Fig. 7.

Fig. 7.

Mutation in fzd9b reduces nephron number and inhibits nephron regeneration. (A) Whole-mount in situ hybridization with a nephrin antisense mRNA probe reveals nephron glomeruli in wild-type adult kidney tissue. Clusters of up to six glomeruli are visible (white arrowheads). (B) In maternal zygotic (MZ) fzd9b^fb203 homozygous mutants raised to adulthood, nephrin in situ hybridization reveals fewer widely scattered glomeruli in adult kidney tissue (quantified in G). (C) slc4a2a in situ hybridization reveals the branched kidney nephron structure in the wild-type adult kidney. (D) In adult MZ fzd9b^fb203 homozygous mutants, kidney tissue shows a marked reduction in the number of nephron tubules revealed by slc4a2a in situ expression [all fzd9b^−/− mutants showed a decrease in tubules (n=4) compared with unrelated wild type (n=3)]. (E) Seven day post-gentamicin injury kidney shows robust production of lhx1a-positive new nephron aggregates. (F) MZ fzd9b^fb203−/− adult kidney 7 days post-injury shows markedly reduced lhx1a-positive new nephron aggregates. (G) Quantification of nephrin-positive glomeruli per mm² shows a roughly 30% reduction in fzd9b^fb203−/− mutant kidneys.

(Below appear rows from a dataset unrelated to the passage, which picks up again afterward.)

// ==========================================
// 库存分配引擎 - 内存数据源
// ==========================================
// 用途: 调用方已持有数据时直接注入；测试中可指定某一数据源失败
// ==========================================

use crate::domain::agent::{Agent, Store};
use crate::domain::reservation::ReservationItem;
use crate::domain::types::ReservationSource;
use crate::feeds::error::{FeedError, FeedResult};
use crate::feeds::DataFeed;
use async_trait::async_trait;
use std::collections::{HashMap, HashSet};
use std::sync::atomic::{AtomicUsize, Ordering};

/// 可单独置为失败的数据源
#[derive(Debug, Clone, Copy, PartialEq, Eq, Hash)]
pub enum FeedSlot {
    Reservations(ReservationSource),
    Agents,
    Stores,
}

#[derive(Debug, Default)]
pub struct StaticFeed {
    reservations: HashMap<ReservationSource, Vec<ReservationItem>>,
    agents: Vec<Agent>,
    stores: Vec<Store>,
    failing: HashSet<FeedSlot>,
    fetches: AtomicUsize,
}

impl StaticFeed {
    pub fn new() -> Self {
        Self::default()
    }

    pub fn with_reservations(mut self, source: ReservationSource, items: Vec<ReservationItem>) -> Self {
        self.reservations.insert(source, items);
        self
    }

    pub fn with_agents(mut self, agents: Vec<Agent>) -> Self {
        self.agents = agents;
        self
    }

    pub fn with_stores(mut self, stores: Vec<Store>) -> Self {
        self.stores = stores;
        self
    }

    /// 指定数据源返回错误
    pub fn failing(mut self, slot: FeedSlot) -> Self {
        self.failing.insert(slot);
        self
    }

    /// 累计取数次数（用于确认缓存命中）
    pub fn fetch_count(&self) -> usize {
        self.fetches.load(Ordering::SeqCst)
    }

    fn check(&self, slot: FeedSlot) -> FeedResult<()> {
        self.fetches.fetch_add(1, Ordering::SeqCst);
        if self.failing.contains(&slot) {
            return Err(FeedError::Unavailable(format!("{:?}", slot)));
        }
        Ok(())
    }
}

#[async_trait]
impl DataFeed for StaticFeed {
    async fn fetch_reservations(&self, source: ReservationSource) -> FeedResult<Vec<ReservationItem>> {
        self.check(FeedSlot::Reservations(source))?;
        Ok(self
            .reservations
            .get(&source)
            .map(|items| {
                items
                    .iter()
                    .cloned()
                    .map(|item| item.with_source(source))
                    .collect()
            })
            .unwrap_or_default())
    }

    async fn fetch_agents(&self) -> FeedResult<Vec<Agent>> {
        self.check(FeedSlot::Agents)?;
        Ok(self.agents.clone())
    }

    async fn fetch_stores(&self) -> FeedResult<Vec<Store>> {
        self.check(FeedSlot::Stores)?;
        Ok(self.stores.clone())
    }
}
//! Domain model: clients, behaviors, skills, sessions, events
//!
//! Events are immutable once recorded; sessions are "open" while
//! `ended_at` is null and only open sessions accept new events.

use chrono::{DateTime, NaiveDate, Utc};
use serde::{Deserialize, Serialize};
use uuid::Uuid;

/// Actor role supplied by the identity collaborator
#[derive(Debug, Clone, Copy, PartialEq, Eq, Serialize, Deserialize)]
#[serde(rename_all = "UPPERCASE")]
pub enum Role {
    /// Board Certified Behavior Analyst (may review, analyze, delete)
    Bcba,
    /// Registered Behavior Technician (may collect)
    Rbt,
}

impl Role {
    pub fn as_str(&self) -> &'static str {
        match self {
            Role::Bcba => "BCBA",
            Role::Rbt => "RBT",
        }
    }
}

impl std::str::FromStr for Role {
    type Err = crate::Error;

    fn from_str(s: &str) -> crate::Result<Self> {
        match s.to_ascii_uppercase().as_str() {
            "BCBA" => Ok(Role::Bcba),
            "RBT" => Ok(Role::Rbt),
            other => Err(crate::Error::InvalidInput(format!(
                "Unknown role: {}",
                other
            ))),
        }
    }
}

/// Behavior data-collection method, fixed at behavior creation
#[derive(Debug, Clone, Copy, PartialEq, Eq, Serialize, Deserialize)]
#[serde(rename_all = "UPPERCASE")]
pub enum CollectionMethod {
    /// Net count of occurrences (INC/DEC events)
    Frequency,
    /// Cumulative elapsed seconds (START/STOP events)
    Duration,
    /// Partial/whole-interval occurrence (HIT events)
    Interval,
    /// Momentary time sampling occurrence (HIT events)
    Mts,
}

impl CollectionMethod {
    pub fn as_str(&self) -> &'static str {
        match self {
            CollectionMethod::Frequency => "FREQUENCY",
            CollectionMethod::Duration => "DURATION",
            CollectionMethod::Interval => "INTERVAL",
            CollectionMethod::Mts => "MTS",
        }
    }

    /// INTERVAL and MTS require `interval_seconds` in behavior settings
    pub fn requires_interval_seconds(&self) -> bool {
        matches!(self, CollectionMethod::Interval | CollectionMethod::Mts)
    }
}

impl std::str::FromStr for CollectionMethod {
    type Err = crate::Error;

    fn from_str(s: &str) -> crate::Result<Self> {
        match s.to_ascii_uppercase().as_str() {
            "FREQUENCY" => Ok(CollectionMethod::Frequency),
            "DURATION" => Ok(CollectionMethod::Duration),
            "INTERVAL" => Ok(CollectionMethod::Interval),
            "MTS" => Ok(CollectionMethod::Mts),
            other => Err(crate::Error::InvalidInput(format!(
                "Invalid method: {}. Use FREQUENCY | DURATION | INTERVAL | MTS",
                other
            ))),
        }
    }
}

/// Behavior event type
#[derive(Debug, Clone, Copy, PartialEq, Eq, Serialize, Deserialize)]
#[serde(rename_all = "UPPERCASE")]
pub enum BehaviorEventType {
    Inc,
    Dec,
    Start,
    Stop,
    Hit,
}

impl BehaviorEventType {
    pub fn as_str(&self) -> &'static str {
        match self {
            BehaviorEventType::Inc => "INC",
            BehaviorEventType::Dec => "DEC",
            BehaviorEventType::Start => "START",
            BehaviorEventType::Stop => "STOP",
            BehaviorEventType::Hit => "HIT",
        }
    }

    /// Whether this event type is valid for a behavior collected with `method`.
    ///
    /// Enforced at durable insert: INC/DEC pair with FREQUENCY, START/STOP
    /// with DURATION, HIT with INTERVAL/MTS.
    pub fn valid_for(&self, method: CollectionMethod) -> bool {
        match self {
            BehaviorEventType::Inc | BehaviorEventType::Dec => {
                method == CollectionMethod::Frequency
            }
            BehaviorEventType::Start | BehaviorEventType::Stop => {
                method == CollectionMethod::Duration
            }
            BehaviorEventType::Hit => {
                matches!(method, CollectionMethod::Interval | CollectionMethod::Mts)
            }
        }
    }
}

impl std::str::FromStr for BehaviorEventType {
    type Err = crate::Error;

    fn from_str(s: &str) -> crate::Result<Self> {
        match s.to_ascii_uppercase().as_str() {
            "INC" => Ok(BehaviorEventType::Inc),
            "DEC" => Ok(BehaviorEventType::Dec),
            "START" => Ok(BehaviorEventType::Start),
            "STOP" => Ok(BehaviorEventType::Stop),
            "HIT" => Ok(BehaviorEventType::Hit),
            other => Err(crate::Error::InvalidInput(format!(
                "Invalid behavior event type: {}",
                other
            ))),
        }
    }
}

/// Skill event type
#[derive(Debug, Clone, Copy, PartialEq, Eq, Serialize, Deserialize)]
#[serde(rename_all = "UPPERCASE")]
pub enum SkillEventType {
    Correct,
    Wrong,
}

impl SkillEventType {
    pub fn as_str(&self) -> &'static str {
        match self {
            SkillEventType::Correct => "CORRECT",
            SkillEventType::Wrong => "WRONG",
        }
    }
}

impl std::str::FromStr for SkillEventType {
    type Err = crate::Error;

    fn from_str(s: &str) -> crate::Result<Self> {
        match s.to_ascii_uppercase().as_str() {
            "CORRECT" => Ok(SkillEventType::Correct),
            "WRONG" => Ok(SkillEventType::Wrong),
            other => Err(crate::Error::InvalidInput(format!(
                "Invalid skill event type: {}",
                other
            ))),
        }
    }
}

/// Skill acquisition category
#[derive(Debug, Clone, Copy, PartialEq, Eq, Serialize, Deserialize)]
#[serde(rename_all = "UPPERCASE")]
pub enum SkillType {
    Lr,
    Mand,
    Tact,
    Iv,
    Mi,
    Play,
    Vp,
    Adl,
    Soc,
    Acad,
    Other,
}

impl SkillType {
    pub fn as_str(&self) -> &'static str {
        match self {
            SkillType::Lr => "LR",
            SkillType::Mand => "MAND",
            SkillType::Tact => "TACT",
            SkillType::Iv => "IV",
            SkillType::Mi => "MI",
            SkillType::Play => "PLAY",
            SkillType::Vp => "VP",
            SkillType::Adl => "ADL",
            SkillType::Soc => "SOC",
            SkillType::Acad => "ACAD",
            SkillType::Other => "OTHER",
        }
    }
}

impl std::str::FromStr for SkillType {
    type Err = crate::Error;

    fn from_str(s: &str) -> crate::Result<Self> {
        match s.to_ascii_uppercase().as_str() {
            "LR" => Ok(SkillType::Lr),
            "MAND" => Ok(SkillType::Mand),
            "TACT" => Ok(SkillType::Tact),
            "IV" => Ok(SkillType::Iv),
            "MI" => Ok(SkillType::Mi),
            "PLAY" => Ok(SkillType::Play),
            "VP" => Ok(SkillType::Vp),
            "ADL" => Ok(SkillType::Adl),
            "SOC" => Ok(SkillType::Soc),
            "ACAD" => Ok(SkillType::Acad),
            "OTHER" => Ok(SkillType::Other),
            other => Err(crate::Error::InvalidInput(format!(
                "Invalid skill type: {}",
                other
            ))),
        }
    }
}

/// A client receiving services; owns behaviors, skills and sessions
#[derive(Debug, Clone, Serialize, Deserialize)]
pub struct Client {
    pub id: Uuid,
    pub name: String,
    pub birthdate: NaiveDate,
    pub info: Option<String>,
    pub created_at: DateTime<Utc>,
}

/// A target behavior tracked with one collection method
#[derive(Debug, Clone, Serialize, Deserialize)]
pub struct Behavior {
    pub id: Uuid,
    pub client_id: Uuid,
    pub name: String,
    pub description: Option<String>,
    pub method: CollectionMethod,
    /// Method-specific settings, e.g. `interval_seconds` for INTERVAL/MTS
    pub settings: serde_json::Value,
    pub created_at: DateTime<Utc>,
}

/// An acquisition target tracked as percent of trials correct
#[derive(Debug, Clone, Serialize, Deserialize)]
pub struct Skill {
    pub id: Uuid,
    pub client_id: Uuid,
    pub name: String,
    pub description: Option<String>,
    /// Always "PERCENTAGE" on the wire
    pub method: String,
    pub skill_type: SkillType,
    pub created_at: DateTime<Utc>,
}

/// One timed block of data collection for one client
#[derive(Debug, Clone, Serialize, Deserialize)]
pub struct BehaviorSession {
    pub id: Uuid,
    pub client_id: Uuid,
    pub started_at: DateTime<Utc>,
    pub ended_at: Option<DateTime<Utc>>,
}

impl BehaviorSession {
    /// A session accepts new events only while open
    pub fn is_open(&self) -> bool {
        self.ended_at.is_none()
    }
}

/// Immutable behavior observation record
#[derive(Debug, Clone, Serialize, Deserialize)]
pub struct BehaviorEvent {
    pub id: Uuid,
    pub session_id: Uuid,
    pub behavior_id: Uuid,
    pub event_type: BehaviorEventType,
    /// ±1 for INC/DEC, elapsed seconds for STOP
    pub value: Option<i64>,
    pub happened_at: DateTime<Utc>,
    pub extra: Option<serde_json::Value>,
}

/// Immutable skill trial record
#[derive(Debug, Clone, Serialize, Deserialize)]
pub struct SkillEvent {
    pub id: Uuid,
    pub session_id: Uuid,
    pub skill_id: Uuid,
    pub event_type: SkillEventType,
    pub happened_at: DateTime<Utc>,
}

/// Outbound behavior event, queued client-side before it has a durable id
#[derive(Debug, Clone, Serialize, Deserialize)]
pub struct NewBehaviorEvent {
    pub behavior_id: Uuid,
    pub event_type: BehaviorEventType,
    #[serde(default, skip_serializing_if = "Option::is_none")]
    pub value: Option<i64>,
    /// Captured at the moment of the UI action, not at flush time
    #[serde(default, skip_serializing_if = "Option::is_none")]
    pub happened_at: Option<DateTime<Utc>>,
    #[serde(default, skip_serializing_if = "Option::is_none")]
    pub extra: Option<serde_json::Value>,
}

/// Outbound skill event, queued client-side before it has a durable id
#[derive(Debug, Clone, Serialize, Deserialize)]
pub struct NewSkillEvent {
    pub skill_id: Uuid,
    pub event_type: SkillEventType,
    #[serde(default, skip_serializing_if = "Option::is_none")]
    pub happened_at: Option<DateTime<Utc>>,
}

/// One aggregated analysis sample: all relevant events on one calendar date
///
/// Derived on every analysis request; never stored.
#[derive(Debug, Clone, PartialEq, Eq, Serialize, Deserialize)]
pub struct DatedPoint {
    pub date: NaiveDate,
    pub value: i64,
    /// Distinct sessions contributing events to this date (coverage indicator)
    pub session_count: i64,
}
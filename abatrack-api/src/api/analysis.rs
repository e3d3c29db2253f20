//! Per-date analysis handlers

use axum::{
    extract::{Path, State},
    Json,
};
use uuid::Uuid;

use abatrack_common::api::{BehaviorAnalysis, SkillAnalysis};

use crate::error::ApiResult;
use crate::{db, AppState};

/// GET /api/analysis/behavior/{behavior_id}/session-points
pub async fn behavior_session_points(
    State(state): State<AppState>,
    Path(behavior_id): Path<Uuid>,
) -> ApiResult<Json<BehaviorAnalysis>> {
    Ok(Json(db::analysis::behavior_points(&state.db, behavior_id).await?))
}

/// GET /api/analysis/skill/{skill_id}/session-points
pub async fn skill_session_points(
    State(state): State<AppState>,
    Path(skill_id): Path<Uuid>,
) -> ApiResult<Json<SkillAnalysis>> {
    Ok(Json(db::analysis::skill_points(&state.db, skill_id).await?))
}
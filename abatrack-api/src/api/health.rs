//! Health check endpoint (no auth)

use axum::Json;
use serde_json::{json, Value};

/// GET /api/health
pub async fn health() -> Json<Value> {
    Json(json!({
        "status": "ok",
        "module": "abatrack-api",
        "version": env!("CARGO_PKG_VERSION"),
    }))
}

Data represent results from seven to nine individual fish, as indicated by graph symbols. (H) Quantification of lhx1a-positive new nephron aggregates 7 days post-injury shows a marked reduction in fzd9b^fb203−/− adult kidney. Student's unpaired two-tailed t-test, **P<0.01. Data are mean±s.d. Scale bars: 0.2 mm in A,B,E,F; 0.1 mm in C,D; 10 µm in insets in E,F.